Crops ignored cues from oil, still basking in the glow of an upbeat Goldman Sachs report, to recover from early lows, and indeed cross $70 a barrel at one point.
Indeed, palm oil did quite the opposite, turning a small midday gain into a 1.9% closing drop, its worst fall for two weeks.
The 49 ringgit slide to 2,520 ringgit a tonne for Bursa Malaysia's benchmark August contract also represented the fourth successive daily loss.
"It was profit taking towards the closing that brought down the market," a Kuala Lumpur trader told Reuters, the news agency.
Chicago wheat wasn't in much better health, standing 1.6% higher at $6.25 ¼ a bushel at 17:00 GMT for the July contract.
An estimate from Informa that US winter wheat production would hit 1.51bn bushels, 11m bushels above US Department of Agriculture estimates, depressed sentiment
In Europe, Paris wheats ended E1.00 down across the piste, taking August to E147.25 a tonne. London wheats were mainly unchanged, getting some support from a weaker pound.
Chicago corn was also lower, off 2.75 cents at $4.45 ¾ a bushel amid reports of rain where ground is too dry in the US Midwest, and dry spells where it is too wet.
Soybeans, however, did stage some recovery, at least for old crop beans, thanks to lingering concerns of short supplies.
"Many analysts think ending bean stocks will fall well below 100 million bushels by the end of August," Vic Lespinasse, GrainAnalyst.com's veteran market commentator, said.
The July contract stood up $12.32 ¾ a bushel, 2.75 cents up on the day and well above an earlier low of $12.11 ½ a bushel. Forward contracts remained in negative territory.
Many softs were lower too. Orange juice for July closed down 1.25 at 90.45 cents a pound, its fourth negative close in a row. Traders blamed technical reasons, with charts looking a "little bit heavy", according to one.
And July arabicas tumbled 3.1% to 134.90 cents a pound in New York on profit taking.

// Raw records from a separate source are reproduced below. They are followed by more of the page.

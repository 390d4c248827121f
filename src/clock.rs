//! Clock abstraction shared by every time-dependent component.
//!
//! Cache expiry and rate limit windows are wall-clock values (the reset
//! timestamp is exposed to clients in epoch seconds), so the clock deals in
//! `DateTime<Utc>` rather than monotonic instants.

use chrono::{DateTime, Utc};
use parking_lot::Mutex;

/// Source of the current time.
///
/// Injected into the cache store, the rate limiters, the metrics aggregator,
/// and the pipeline so tests can cross TTL and window boundaries without
/// sleeping.
pub trait Clock: Send + Sync {
    /// The current time.
    fn now(&self) -> DateTime<Utc>;
}

/// Clock backed by the system time.
#[derive(Debug, Default)]
pub struct SystemClock;

impl Clock for SystemClock {
    fn now(&self) -> DateTime<Utc> {
        Utc::now()
    }
}

/// Manually advanced clock.
///
/// This is primarily useful for testing.
pub struct ManualClock {
    now: Mutex<DateTime<Utc>>,
}

impl ManualClock {
    /// Create a clock frozen at the given time.
    pub fn new(start: DateTime<Utc>) -> Self {
        Self {
            now: Mutex::new(start),
        }
    }

    /// Advance the clock by a duration.
    pub fn advance(&self, by: chrono::Duration) {
        let mut now = self.now.lock();
        *now += by;
    }

    /// Jump the clock to an absolute time.
    pub fn set(&self, to: DateTime<Utc>) {
        *self.now.lock() = to;
    }
}

impl Clock for ManualClock {
    fn now(&self) -> DateTime<Utc> {
        *self.now.lock()
    }
}
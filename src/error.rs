//! Error types for the Pricegate service.

use thiserror::Error;

/// Main error type for Pricegate operations.
#[derive(Error, Debug)]
pub enum PricegateError {
    /// Configuration-related errors
    #[error("Configuration error: {0}")]
    Config(String),

    /// HTTP server errors
    #[error("Server error: {0}")]
    Server(String),

    /// I/O errors
    #[error("I/O error: {0}")]
    Io(#[from] std::io::Error),
}

/// Result type alias for Pricegate operations.
pub type Result<T> = std::result::Result<T, PricegateError>;

/// Request-level error taxonomy.
///
/// Every failure a caller can observe maps to one of these variants; the
/// pipeline renders them into the error envelope without ever leaking
/// internals beyond `code` and `message`.
#[derive(Error, Debug, Clone)]
pub enum ApiError {
    /// Malformed input, detected before the handler runs
    #[error("{0}")]
    Validation(String),

    /// Handler-reported absence of the requested resource
    #[error("{0}")]
    NotFound(String),

    /// Rejected by the rate limiter
    #[error("Rate limit exceeded. Try again in {retry_after} seconds")]
    RateLimited {
        /// Seconds until the client's window resets
        retry_after: u64,
    },

    /// Any unhandled failure in the handler or its collaborators
    #[error("{0}")]
    Internal(String),
}

impl ApiError {
    /// The HTTP status code this error maps to.
    pub fn status_code(&self) -> u16 {
        match self {
            ApiError::Validation(_) => 400,
            ApiError::NotFound(_) => 404,
            ApiError::RateLimited { .. } => 429,
            ApiError::Internal(_) => 500,
        }
    }

    /// The stable wire code carried in the error envelope.
    pub fn code(&self) -> &'static str {
        match self {
            ApiError::Validation(_) => "validation_error",
            ApiError::NotFound(_) => "resource_not_found",
            ApiError::RateLimited { .. } => "rate_limit_exceeded",
            ApiError::Internal(_) => "server_error",
        }
    }

    /// Seconds until retry, for limiter rejections.
    pub fn retry_after(&self) -> Option<u64> {
        match self {
            ApiError::RateLimited { retry_after } => Some(*retry_after),
            _ => None,
        }
    }
}
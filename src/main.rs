use clap::Parser;
use std::net::SocketAddr;
use std::sync::Arc;
use tokio::signal;
use tracing::info;
use tracing_subscriber::EnvFilter;

use pricegate::cache::CacheStore;
use pricegate::clock::SystemClock;
use pricegate::config::PricegateConfig;
use pricegate::http::{routes, server, warmup, AppState};
use pricegate::market::MarketDataService;
use pricegate::metrics::MetricsAggregator;
use pricegate::pipeline::RequestPipeline;
use pricegate::ratelimit::LimiterSet;
use pricegate::records::RecordsStore;
use pricegate::tasks::BackgroundTasks;

#[derive(Debug, Parser)]
#[command(name = "pricegate", about = "Gated cryptocurrency price API", version)]
struct Args {
    /// Path to a YAML configuration file
    #[arg(short, long)]
    config: Option<String>,

    /// Override the configured listen address
    #[arg(short, long)]
    listen: Option<SocketAddr>,
}

#[tokio::main]
async fn main() -> anyhow::Result<()> {
    // Initialize tracing
    tracing_subscriber::fmt()
        .with_env_filter(EnvFilter::try_from_default_env().unwrap_or_else(|_| "info".into()))
        .with_target(false)
        .init();

    info!("Starting Pricegate Price API Service");
    info!("Version: {}", env!("CARGO_PKG_VERSION"));

    let args = Args::parse();

    // Load configuration
    let mut config = match &args.config {
        Some(path) => PricegateConfig::from_file(path)?,
        None => PricegateConfig::default(),
    };
    if let Some(listen) = args.listen {
        config.server.listen_addr = listen;
    }
    info!(listen_addr = %config.server.listen_addr, "Configuration loaded");

    // Wire up the pipeline components as explicit instances
    let clock = Arc::new(SystemClock);
    let records = Arc::new(RecordsStore::new());
    let cache = Arc::new(CacheStore::with_journal(clock.clone(), records.clone()));
    let limiters = Arc::new(LimiterSet::new(|class| config.policy(class), clock.clone()));
    let metrics = Arc::new(MetricsAggregator::new(records.clone(), clock.clone()));
    let pipeline = Arc::new(RequestPipeline::new(
        cache.clone(),
        limiters.clone(),
        metrics.clone(),
        records,
        clock.clone(),
    ));
    let market = Arc::new(MarketDataService::new(clock));
    info!("Request pipeline initialized");

    if config.cache.warm_on_startup {
        warmup::warm_cache(&pipeline, &market).await;
    }

    let tasks = BackgroundTasks::start(cache, limiters, metrics, config.task_intervals());

    let router = routes::router(AppState { pipeline, market });
    server::serve_with_shutdown(config.server.listen_addr, router, shutdown_signal()).await?;

    tasks.shutdown().await;
    info!("Pricegate Price API Service stopped");
    Ok(())
}

/// Wait for a shutdown signal (Ctrl+C or SIGTERM).
async fn shutdown_signal() {
    let ctrl_c = async {
        signal::ctrl_c()
            .await
            .expect("Failed to install Ctrl+C handler");
    };

    #[cfg(unix)]
    let terminate = async {
        signal::unix::signal(signal::unix::SignalKind::terminate())
            .expect("Failed to install SIGTERM handler")
            .recv()
            .await;
    };

    #[cfg(not(unix))]
    let terminate = std::future::pending::<()>();

    tokio::select! {
        _ = ctrl_c => {
            info!("Received Ctrl+C, initiating graceful shutdown");
        }
        _ = terminate => {
            info!("Received SIGTERM, initiating graceful shutdown");
        }
    }
}
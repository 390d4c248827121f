//! Background maintenance tasks.
//!
//! The cache sweep, the limiter sweeps, and the metrics flush tick all run
//! as tasks owned by [`BackgroundTasks`], which can cancel them
//! deterministically on shutdown instead of leaving free-running timers
//! behind.

use std::sync::Arc;
use std::time::Duration;
use tokio::sync::watch;
use tokio::task::JoinHandle;
use tracing::{debug, info};

use crate::cache::CacheStore;
use crate::metrics::MetricsAggregator;
use crate::ratelimit::LimiterSet;

/// Intervals for the periodic maintenance work.
#[derive(Debug, Clone, Copy)]
pub struct TaskIntervals {
    /// How often expired cache entries are swept
    pub cache_sweep: Duration,
    /// How often stale limiter entries are swept
    pub limiter_sweep: Duration,
    /// How often metrics are flushed to the snapshot history
    pub metrics_flush: Duration,
}

impl Default for TaskIntervals {
    fn default() -> Self {
        Self {
            cache_sweep: Duration::from_secs(60),
            limiter_sweep: Duration::from_secs(60),
            metrics_flush: Duration::from_secs(60),
        }
    }
}

/// Owner of the spawned maintenance tasks.
pub struct BackgroundTasks {
    shutdown: watch::Sender<bool>,
    handles: Vec<JoinHandle<()>>,
}

impl BackgroundTasks {
    /// Spawn the sweeps and the flush tick.
    pub fn start(
        cache: Arc<CacheStore>,
        limiters: Arc<LimiterSet>,
        metrics: Arc<MetricsAggregator>,
        intervals: TaskIntervals,
    ) -> Self {
        let (shutdown, _) = watch::channel(false);
        let mut handles = Vec::new();

        handles.push(spawn_periodic(
            "cache_sweep",
            intervals.cache_sweep,
            shutdown.subscribe(),
            move || {
                cache.sweep();
            },
        ));

        for (class, limiter) in limiters.iter() {
            let limiter = limiter.clone();
            handles.push(spawn_periodic(
                class.name(),
                intervals.limiter_sweep,
                shutdown.subscribe(),
                move || {
                    limiter.sweep();
                },
            ));
        }

        handles.push(spawn_periodic(
            "metrics_flush",
            intervals.metrics_flush,
            shutdown.subscribe(),
            move || {
                metrics.flush();
            },
        ));

        info!(tasks = handles.len(), "Background tasks started");
        Self { shutdown, handles }
    }

    /// Signal all tasks to stop and wait for them to finish.
    pub async fn shutdown(self) {
        let _ = self.shutdown.send(true);
        for handle in self.handles {
            let _ = handle.await;
        }
        info!("Background tasks stopped");
    }
}

fn spawn_periodic(
    name: &'static str,
    period: Duration,
    mut shutdown: watch::Receiver<bool>,
    mut work: impl FnMut() + Send + 'static,
) -> JoinHandle<()> {
    tokio::spawn(async move {
        let mut ticker = tokio::time::interval(period);
        // The first tick fires immediately; skip it so work runs after one
        // full period
        ticker.tick().await;

        loop {
            tokio::select! {
                _ = ticker.tick() => work(),
                _ = shutdown.changed() => {
                    debug!(task = name, "Background task stopping");
                    break;
                }
            }
        }
    })
}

Romain Lathiere, a fund manager with Diapason Commodities Management, said: "Coffee is decreasing a bit because we've seen a very, very nice upturn movement since the end of April."
However, cocoa repeated its recent trend of closing the opposite way to other softs.
New York's September contract added $4 to $2.726 a tonne, with its London comrade gaining £12 to £1,766 a tonne.